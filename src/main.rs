use actix_web::{middleware, web, App, HttpServer};

use conference_manager::{actions, configure, initialize_db_pool};

#[actix_web::main]
async fn main() -> std::io::Result<()> {
    dotenvy::dotenv().ok();
    env_logger::init_from_env(env_logger::Env::new().default_filter_or("info"));

    // initialize DB pool outside of `HttpServer::new` so that it is shared across all workers
    let pool = initialize_db_pool();

    // the tables must exist before the first request can touch them
    let mut conn = pool.get().expect("database should be reachable at startup");
    actions::ensure_schema(&mut conn).expect("schema creation should succeed");
    drop(conn);

    log::info!("starting HTTP server at http://localhost:8080");

    HttpServer::new(move || {
        App::new()
            // add DB pool handle to app data; enables use of `web::Data<DbPool>` extractor
            .app_data(web::Data::new(pool.clone()))
            .wrap(middleware::Logger::default())
            .configure(configure)
    })
    .bind(("127.0.0.1", 8080))?
    .run()
    .await
}
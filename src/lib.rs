use diesel::{prelude::*, r2d2};

pub mod actions;
pub mod errors;
pub mod handlers;
pub mod models;
pub mod schema;

pub use handlers::configure;

pub type DbPool = r2d2::Pool<r2d2::ConnectionManager<PgConnection>>;

/// Build the shared connection pool from `DATABASE_URL`.
pub fn initialize_db_pool() -> DbPool {
    let conn_spec = std::env::var("DATABASE_URL").expect("DATABASE_URL should be set");
    let manager = r2d2::ConnectionManager::<PgConnection>::new(conn_spec);
    r2d2::Pool::builder()
        .build(manager)
        .expect("DATABASE_URL should be a valid Postgres connection string")
}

┄┄┄┄┄┄

What to produce: For each line of the material that contains the word "shared", make a copy.

Output of the task:
    // initialize DB pool outside of `HttpServer::new` so that it is shared across all workers
/// Build the shared connection pool from `DATABASE_URL`.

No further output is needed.